In Reply:-An oft-quoted restatement of Russell's paradox states that “all generalizations are untrue-even this one!” The generalizations made by Drs. Gambling and Reisner and Dr. Sitzman regarding the “unreasonableness” of inhalation induction of anesthesia for emergency cesarean section are equally invalid. Although we recognize that under almost all circumstances, rapid-sequence intravenous induction of anesthesia with endotracheal intubation is preferred for STAT cesarean section, real-life circumstances may countervene. As eloquently stated by Dr. Maltby, not every parturient (or even many parturients) anesthetized via mask before the clinical introduction of rapidly acting intravenous anesthetics and relaxants succumbed to acid aspiration. Even now, most parturients do not regurgitate when cricoid pressure is released after rapid sequence intubation. The use of cricoid pressure in an unparalyzed patient, as suggested by Drs. Gambling and Reisner, is potentially detrimental: It may cause coughing or “bucking” during induction of anesthesia and may result in an esophageal tear if active vomiting occurs.

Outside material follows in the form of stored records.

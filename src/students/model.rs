use crate::document::ID_FIELD;
use crate::errors::DbError;
use bson::{Bson, Document as BsonDocument, doc};
use chrono::{DateTime, NaiveDate};
use serde::{Deserialize, Serialize};
use std::fmt;

pub const PHONE: &str = "phone";
pub const MARKS: &str = "marks";
pub const SUBJECT: &str = "subject";
pub const SCORE: &str = "score";
pub const DATE: &str = "date";

/// Dotted paths into an unwound mark row.
pub const MARKS_SUBJECT: &str = "marks.subject";
pub const MARKS_SCORE: &str = "marks.score";
pub const MARKS_DATE: &str = "marks.date";

/// External record shape of a student, without marks.
#[derive(Serialize, Deserialize, Debug, Clone, PartialEq, Eq, Hash)]
pub struct Student {
    pub id: i64,
    pub phone: String,
}

impl Student {
    pub fn new(id: i64, phone: impl Into<String>) -> Self {
        Self { id, phone: phone.into() }
    }
}

impl fmt::Display for Student {
    fn fmt(&self, f: &mut fmt::Formatter<'_>) -> fmt::Result {
        write!(f, "Student[id={}, phone={}]", self.id, self.phone)
    }
}

#[derive(Serialize, Deserialize, Debug, Clone, PartialEq, Eq, Hash)]
pub struct Mark {
    pub subject: String,
    pub score: i32,
    pub date: NaiveDate,
}

impl Mark {
    pub fn new(subject: impl Into<String>, score: i32, date: NaiveDate) -> Self {
        Self { subject: subject.into(), score, date }
    }

    #[must_use]
    pub fn to_bson(&self) -> BsonDocument {
        doc! { SUBJECT: self.subject.as_str(), SCORE: self.score, DATE: date_to_bson(self.date) }
    }

    /// # Errors
    /// Returns `DbError::InvalidDocument` when a field is missing or mistyped.
    pub fn from_bson(d: &BsonDocument) -> Result<Self, DbError> {
        let subject = d.get_str(SUBJECT).map_err(|e| invalid("mark.subject", &e))?.to_string();
        let score = match d.get(SCORE) {
            Some(Bson::Int32(v)) => *v,
            Some(Bson::Int64(v)) => i32::try_from(*v).map_err(|e| invalid("mark.score", &e))?,
            _ => return Err(DbError::InvalidDocument("mark.score missing or not an integer".into())),
        };
        let date = d
            .get(DATE)
            .and_then(bson_to_date)
            .ok_or_else(|| DbError::InvalidDocument("mark.date missing or not a date".into()))?;
        Ok(Self { subject, score, date })
    }
}

impl fmt::Display for Mark {
    fn fmt(&self, f: &mut fmt::Formatter<'_>) -> fmt::Result {
        write!(f, "Mark[{}, {}, {}]", self.subject, self.score, self.date)
    }
}

/// The `{id, phone}` projection returned by lookups.
#[derive(Serialize, Deserialize, Debug, Clone, PartialEq, Eq)]
pub struct IdPhone {
    pub id: i64,
    pub phone: String,
}

impl IdPhone {
    pub(crate) const FIELDS: [&'static str; 2] = [ID_FIELD, PHONE];

    /// # Errors
    /// Returns `DbError::InvalidDocument` when `_id` or `phone` is absent.
    pub fn from_bson(d: &BsonDocument) -> Result<Self, DbError> {
        let id = d.get_i64(ID_FIELD).map_err(|e| invalid("_id", &e))?;
        let phone = d.get_str(PHONE).map_err(|e| invalid(PHONE, &e))?.to_string();
        Ok(Self { id, phone })
    }
}

impl From<IdPhone> for Student {
    fn from(ip: IdPhone) -> Self {
        Self { id: ip.id, phone: ip.phone }
    }
}

/// Persisted shape of one student:
/// `{ _id: Int64, phone: String, marks: [ { subject, score, date } ] }`.
#[derive(Serialize, Deserialize, Debug, Clone, PartialEq, Eq)]
pub struct StudentDoc {
    pub id: i64,
    pub phone: String,
    pub marks: Vec<Mark>,
}

impl StudentDoc {
    #[must_use]
    pub fn new(student: &Student) -> Self {
        Self { id: student.id, phone: student.phone.clone(), marks: Vec::new() }
    }

    #[must_use]
    pub fn build(&self) -> Student {
        Student { id: self.id, phone: self.phone.clone() }
    }

    #[must_use]
    pub fn to_bson(&self) -> BsonDocument {
        let marks: Vec<Bson> = self.marks.iter().map(|m| Bson::Document(m.to_bson())).collect();
        doc! { ID_FIELD: self.id, PHONE: self.phone.as_str(), MARKS: marks }
    }

    /// # Errors
    /// Returns `DbError::InvalidDocument` when the body does not have the persisted shape.
    pub fn from_bson(d: &BsonDocument) -> Result<Self, DbError> {
        let IdPhone { id, phone } = IdPhone::from_bson(d)?;
        Ok(Self { id, phone, marks: marks_from_bson(d)? })
    }
}

impl fmt::Display for StudentDoc {
    fn fmt(&self, f: &mut fmt::Formatter<'_>) -> fmt::Result {
        write!(f, "StudentDoc[id={}, phone={}, marks={}]", self.id, self.phone, self.marks.len())
    }
}

#[derive(Serialize, Deserialize, Debug, Clone, Copy, PartialEq, Eq)]
pub struct StudentAvgScore {
    pub student_id: i64,
    pub avg_score: i32,
}

/// Decodes the `marks` array; a missing array reads as no marks.
///
/// # Errors
/// Returns `DbError::InvalidDocument` when `marks` or one of its elements is malformed.
pub fn marks_from_bson(d: &BsonDocument) -> Result<Vec<Mark>, DbError> {
    match d.get(MARKS) {
        None | Some(Bson::Null) => Ok(Vec::new()),
        Some(Bson::Array(items)) => items
            .iter()
            .map(|item| match item {
                Bson::Document(m) => Mark::from_bson(m),
                other => Err(DbError::InvalidDocument(format!("mark must be a document, got {other}"))),
            })
            .collect(),
        Some(other) => Err(DbError::InvalidDocument(format!("marks must be an array, got {other}"))),
    }
}

/// Calendar dates are stored as a BSON datetime at midnight UTC.
#[must_use]
pub fn date_to_bson(date: NaiveDate) -> Bson {
    let millis = date.and_hms_opt(0, 0, 0).map_or(0, |dt| dt.and_utc().timestamp_millis());
    Bson::DateTime(bson::DateTime::from_millis(millis))
}

#[must_use]
pub fn bson_to_date(b: &Bson) -> Option<NaiveDate> {
    match b {
        Bson::DateTime(dt) => DateTime::from_timestamp_millis(dt.timestamp_millis()).map(|d| d.date_naive()),
        Bson::String(s) => NaiveDate::parse_from_str(s, "%Y-%m-%d").ok(),
        _ => None,
    }
}

fn invalid(field: &str, e: &dyn fmt::Display) -> DbError {
    DbError::InvalidDocument(format!("{field}: {e}"))
}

Further, rapid sequence induction is not a panacea: There may be failed intubations (inadvertent gastric inflation with positive pressure ventilation markedly increases the risk of regurgitation) and balky intravenous lines (which occlude or infiltrate before the muscle relaxant has reached the circulation-especially when rocuronium follows thiopental too closely).

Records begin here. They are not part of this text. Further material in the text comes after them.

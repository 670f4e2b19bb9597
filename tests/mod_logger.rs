// Installs the process-wide logger, so this binary holds a single test.
use students_marks::logger::{AUDIT_TARGET, configure_from_env};

#[test]
fn env_logging_splits_audit_records() {
    let dir = tempfile::tempdir().unwrap();
    let logs = dir.path().join("logs");
    // SAFETY: no other thread of this test binary reads the environment.
    unsafe {
        std::env::set_var("STUDENTS_MARKS_LOG_DIR", &logs);
        std::env::set_var("STUDENTS_MARKS_LOG_LEVEL", "debug");
        std::env::set_var("STUDENTS_MARKS_LOG_RETENTION", "2");
    }
    configure_from_env().unwrap();

    log::info!(target: AUDIT_TARGET, "op=insert collection=students id=1");
    log::debug!("app line");
    log::logger().flush();

    let audit = std::fs::read_to_string(logs.join("audit.log")).unwrap();
    let app = std::fs::read_to_string(logs.join("app.log")).unwrap();
    assert!(audit.contains("op=insert collection=students id=1"));
    assert!(!app.contains("op=insert"));
    assert!(app.contains("app line"));
}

These correspondents also expressed concern regarding the delay in establishment of cardiovascular monitoring in our case. It is important to note that the pulse oximeter serves as an indicator of circulatory integrity (an electronic “finger on the pulse”), while the patient's spontaneous ventilation serves as an indicator of cerebral perfusion. Anesthesia is frequently induced via mask in pediatric patients before any monitoring (except, perhaps, a pulse oximeter) or intravenous access is established.
Drs. Shankar and Carnann emphasize the importance of having intravenous access to allow for volume replacement should the need arise. The venodilation accompanying induction of general anesthesia typically makes it much easier to insert an intravenous catheter; in fact, this occurred in the present case. With regard to the medicolegal issues, the notion of a “standard of care” is relative: Appropriate management strategies for “routine” circumstances may not represent optimum management in an atypical case such as ours. In response to the dictums suggested by these authors, I must add one of my own:“It is best to give a healthy baby to a living mother.”
Awake oral or nasal intubation is a viable option for cesarean section, provided time permits adequate preparation of the parturient. Topical anesthesia and vasoconstriction (if a nasal approach is planned) are critical to obtaining a successful outcome in an unsedated patient. Administration of spinal anesthesia in the absence of intravascular access, although certainly well described in the 1920s and 1930s, results in an irreversible decrease in sympathetic tone, without offering the advantage of venodilation in the upper extremities and improved chances of obtaining venous access.
Anesthesiologists sometimes face difficult choices with unknown and unknowable risk-to-benefit ratios. Armed with clinical experience, scientific knowledge, technical skill, and bit of luck, we are able to provide a desirable outcome almost all the time. In cases like ours, informed flexibility may be more important than blind adherence to “dictums” and “standards.”
Jeffrey B. Gross, M.D.
Professor of Anesthesiology and Pharmacology; University of Connecticut School of Medicine; Farmington, Connecticut 06030–2015
(Accepted for publication September 10, 1997.)